Kafka’s story begins around 2010 at LinkedIn. Apparently the amount of data produced daily forced the team to build an in-house solution. Offline batch systems were capable of processing high volumes but were not designed for real-time use.
Wait, but we already had message queues at that time, didn't we? Think RabbitMQ, ActiveMQ with its scalability and delivery guarantees. Message queues are versatile "one size fits all" solutions with a multitude of switches and use cases, but it becomes overkill when confronted with a high volume of data.
You might think the Kafka team had to introduce a bunch of fancy algorithms in order to achieve that level of performance. Actually, it's the opposite. They gave up a few of the fancy use cases that message queues offered to be able to optimize more the core functionality. (Don't get me wrong, we don't claim there are no technical advances, but we believe the crucial decision was to give up some functionality and do others better).
Luckily for us, Kafka was open-sourced in 2011 via the Apache Foundation and became the backbone of a stream processing architecture.
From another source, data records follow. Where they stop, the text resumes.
//! The `calendrical` crate converts between epoch timestamps, calendar
//! fields and local wall clock time, and performs calendar-aware arithmetic
//! on spans of time.
//!
//! ```rust
//! use calendrical::{
//!     options::{ConversionAccuracy, TemporalUnit},
//!     partial::{PartialDateTime, PartialGregorianDate},
//!     provider::NeverProvider,
//!     DateTime, Duration, FixedClock, TimeZone,
//! };
//!
//! let date = |year, month, day| {
//!     let partial = PartialDateTime::new().with_date(
//!         PartialGregorianDate::new()
//!             .with_year(Some(year))
//!             .with_month(Some(month))
//!             .with_day(Some(day)),
//!     );
//!     DateTime::from_partial_with_provider(partial, TimeZone::utc(), &FixedClock(0), &NeverProvider)
//!         .unwrap()
//! };
//!
//! let start = date(2017, 1, 31);
//! let next = start
//!     .add_with_provider(&Duration::try_from_pairs(&[("months", 1.0)]).unwrap(), &NeverProvider)
//!     .unwrap();
//! assert_eq!((next.month(), next.day()), (2, 28));
//!
//! let span = date(2016, 3, 3)
//!     .diff_with_provider(
//!         &date(2010, 3, 14),
//!         &[TemporalUnit::Year, TemporalUnit::Day],
//!         ConversionAccuracy::Casual,
//!         &NeverProvider,
//!     )
//!     .unwrap();
//! assert_eq!(span.to_iso_string(), "P5Y355D");
//! ```
//!
//! A [`DateTime`] is an instant observed in a [`TimeZone`]. Its fields can
//! be read in the Gregorian, ISO week and ordinal calendars, and every
//! operation returns a new value.
//!
//! Operations that may consult time zone data take a
//! [`TimeZoneProvider`][provider::TimeZoneProvider] and end in
//! `_with_provider`. With the `compiled_data` feature, shorter variants use
//! a provider backed by a bundled copy of the IANA database.
#![no_std]
#![cfg_attr(not(test), forbid(clippy::unwrap_used))]
#![allow(
    // Currently throws a false positive regarding dependencies that are only used in benchmarks.
    unused_crate_dependencies,
    clippy::module_name_repetitions,
    clippy::redundant_pub_crate,
    clippy::too_many_lines,
    clippy::cognitive_complexity,
    clippy::missing_errors_doc,
    clippy::let_unit_value,
    clippy::option_if_let_else,

    // It may be worth to look if we can fix the issues highlighted by these lints.
    clippy::cast_possible_truncation,
    clippy::cast_sign_loss,
    clippy::cast_precision_loss,
    clippy::cast_possible_wrap,
)]

extern crate alloc;
extern crate core;

#[cfg(feature = "std")]
extern crate std;

pub mod error;
pub mod host;
pub mod iso;
pub mod options;
pub mod provider;

#[cfg(feature = "sys")]
pub(crate) mod sys;

mod builtins;
mod fields;

#[doc(hidden)]
pub(crate) mod utils;

#[doc(inline)]
pub use error::TemporalError;

/// The `calendrical` result type
pub type TemporalResult<T> = Result<T, TemporalError>;

pub mod partial {
    //! Partial date time and duration records.
    //!
    //! Partial records name a subset of fields. They are used to create a
    //! `DateTime` from fields and to replace fields of an existing one.
    pub use crate::builtins::core::PartialDuration;
    pub use crate::fields::{
        PartialDate, PartialDateTime, PartialGregorianDate, PartialIsoWeekDate,
        PartialOrdinalDate, PartialTime,
    };
}

pub mod calendar {
    //! The built-in calendars and their field records.
    pub use crate::builtins::core::calendar::{
        Calendar, CalendarFields, CalendarSystem, FieldValues, Gregorian, IsoWeek, IsoWeekDate,
        Ordinal, OrdinalDate,
    };
}

pub use crate::builtins::{Calendar, DateTime, Duration, Now, TimeZone};
pub use crate::host::FixedClock;

#[cfg(feature = "compiled_data")]
pub use crate::builtins::TZ_PROVIDER;

#[cfg(feature = "sys")]
pub use crate::sys::{Calendrical, SystemHost};

/// A general Sign type.
#[repr(i8)]
#[derive(Debug, Default, Clone, Copy, PartialEq, Eq, PartialOrd, Ord)]
pub enum Sign {
    #[default]
    Positive = 1,
    Zero = 0,
    Negative = -1,
}

// Relevant numeric constants
/// Milliseconds per day constant: 8.64e+7
pub const MS_PER_DAY: u32 = 24 * 60 * 60 * 1000;
/// Max instant millisecond constant
#[doc(hidden)]
pub(crate) const MS_MAX_INSTANT: i64 = MS_PER_DAY as i64 * 100_000_000;
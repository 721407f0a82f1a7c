//! The ISO 8601 week date calendar.
//!
//! Weeks start on Monday and week 1 of a week year is the week containing
//! January 4th. A week year has 52 or 53 weeks, so the first and last days
//! of a Gregorian year may belong to a neighbouring week year.

use crate::{iso::IsoDate, utils, TemporalError, TemporalResult};

use super::{gregorian::validate_year, CalendarSystem, FieldValues};

/// The ISO week date calendar.
#[derive(Debug, Default, Clone, Copy, PartialEq, Eq)]
pub struct IsoWeek;

/// A date in the ISO week date calendar.
#[non_exhaustive]
#[derive(Debug, Clone, Copy, PartialEq, Eq, Hash)]
pub struct IsoWeekDate {
    pub week_year: i32,
    /// 1 through 52 or 53.
    pub week_number: u8,
    /// 1 (Monday) through 7 (Sunday).
    pub weekday: u8,
}

impl IsoWeekDate {
    pub(crate) const fn new_unchecked(week_year: i32, week_number: u8, weekday: u8) -> Self {
        Self {
            week_year,
            week_number,
            weekday,
        }
    }
}

impl CalendarSystem for IsoWeek {
    type Fields = IsoWeekDate;

    const FIELD_NAMES: &'static [&'static str] = &["week_year", "week_number", "weekday"];

    const DEFAULT_VALUES: FieldValues = [1970, 1, 1];

    fn validate(values: &FieldValues) -> TemporalResult<IsoWeekDate> {
        let [week_year, week_number, weekday] = *values;
        let week_year = validate_year(week_year)?;
        let weeks = utils::weeks_in_week_year(week_year);
        if !utils::is_integer_between(week_number.into(), 1, weeks.into()) {
            return Err(TemporalError::field_out_of_range(
                "week_number",
                week_number.into(),
            ));
        }
        if !utils::is_integer_between(weekday.into(), 1, 7) {
            return Err(TemporalError::field_out_of_range("weekday", weekday.into()));
        }
        Ok(IsoWeekDate::new_unchecked(
            week_year,
            week_number as u8,
            weekday as u8,
        ))
    }

    fn values(fields: &IsoWeekDate) -> FieldValues {
        [
            fields.week_year,
            fields.week_number.into(),
            fields.weekday.into(),
        ]
    }

    fn from_gregorian(date: IsoDate) -> IsoWeekDate {
        let ordinal = i32::from(date.day_of_year());
        let weekday = date.day_of_week();
        let week_number = (ordinal - i32::from(weekday) + 10).div_euclid(7);

        let (week_year, week_number) = if week_number < 1 {
            let week_year = date.year - 1;
            (week_year, utils::weeks_in_week_year(week_year))
        } else if week_number > i32::from(utils::weeks_in_week_year(date.year)) {
            (date.year + 1, 1)
        } else {
            (date.year, week_number as u8)
        };

        IsoWeekDate::new_unchecked(week_year, week_number, weekday)
    }

    fn to_gregorian(fields: &IsoWeekDate) -> IsoDate {
        let IsoWeekDate {
            week_year,
            week_number,
            weekday,
        } = *fields;
        let weekday_of_jan_4 = i32::from(utils::iso_weekday(week_year, 1, 4));
        let mut ordinal = i32::from(week_number) * 7 + i32::from(weekday) - weekday_of_jan_4 - 3;

        let year = if ordinal < 1 {
            ordinal += i32::from(utils::days_in_year(week_year - 1));
            week_year - 1
        } else if ordinal > i32::from(utils::days_in_year(week_year)) {
            ordinal -= i32::from(utils::days_in_year(week_year));
            week_year + 1
        } else {
            week_year
        };

        let (month, day) = utils::month_day_from_day_of_year(year, ordinal as u16);
        IsoDate::new_unchecked(year, month, day)
    }
}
Flink. One streaming platform to rule them all
The origins of Apache Flink can be traced back to around the same time when Kafka was born. It all started at the Technical University of Berlin. Initially developed by a collective of research institutes became an Apache Incubator project in 2014. Some specialists were quite surprised to see Flink becoming one of the Apache Top-Level Projects later that year .
Flink was initially compared with the king of the era - Apache Spark, but it quickly became clear that it was a different beast. First of all, Flink was designed from the bottom up as a streaming platform. This way it was possible to achieve consistently low latency. Flink’s engine has a built-in auto-optimization feature, as well as using a pluggable state backend (like the ultra-fast RocksDB engine) helps reduce job latency. Also, Flink’s UI monitoring view provides an easy way to dig into a job's data flow, observe the backpressure on individual steps or even show flame graphs showing the CPU consumption of your code.
What's interesting is that you can still use Flink for batch processing as well. When you think about it, a batch of data doesn't differ too much from a stream - except, it has an end. It turned out it's more feasible to use a streaming platform for batch processing than the other way around (what Spark did).
Gap between streaming technology and business
Once we have the technology at hand, it’s time to look at how we can efficiently leverage the technology for business needs.
In the world of relational databases, SQL is the bridge that fills the gap between the technology and the business. There are similar efforts in extending SQL for the streaming world. It is very promising, but its main drawback is that in order to use it, you need to have all of your data in a homogenous environment. It might be a problem, especially for companies that are in the early adoption of the streaming approach.
We took another approach that allows us to integrate any existing technology with stream processing.
Meet Nussknacker. Low-code in stream processing
Nussknacker is a visual low-code tool designed for stream processing. It provides as many as possible ready to use components, with the possibility to plug in custom-made enhancements for a specific business need. In the following sections, we described the differences (and advantages) of using Nussknacker over traditional code-centric (or SQL-based) approaches to defining stream processing scenarios.
The most used part of any visual application is a toolbox. In Nussknacker it brings the users easy access to components separated into clear groups:
- sources - the source of your data stream, typically a Kafka topic
- base - for typical stream processing functions: filter, switch, split, join etc.
- custom - custom components, aggregates, delays etc.
- enrichers - row-grained data enrichments from external sources (JDBC, OpenAPI)
- sinks - the place for your scenario’s results, typically a Kafka topic or database table.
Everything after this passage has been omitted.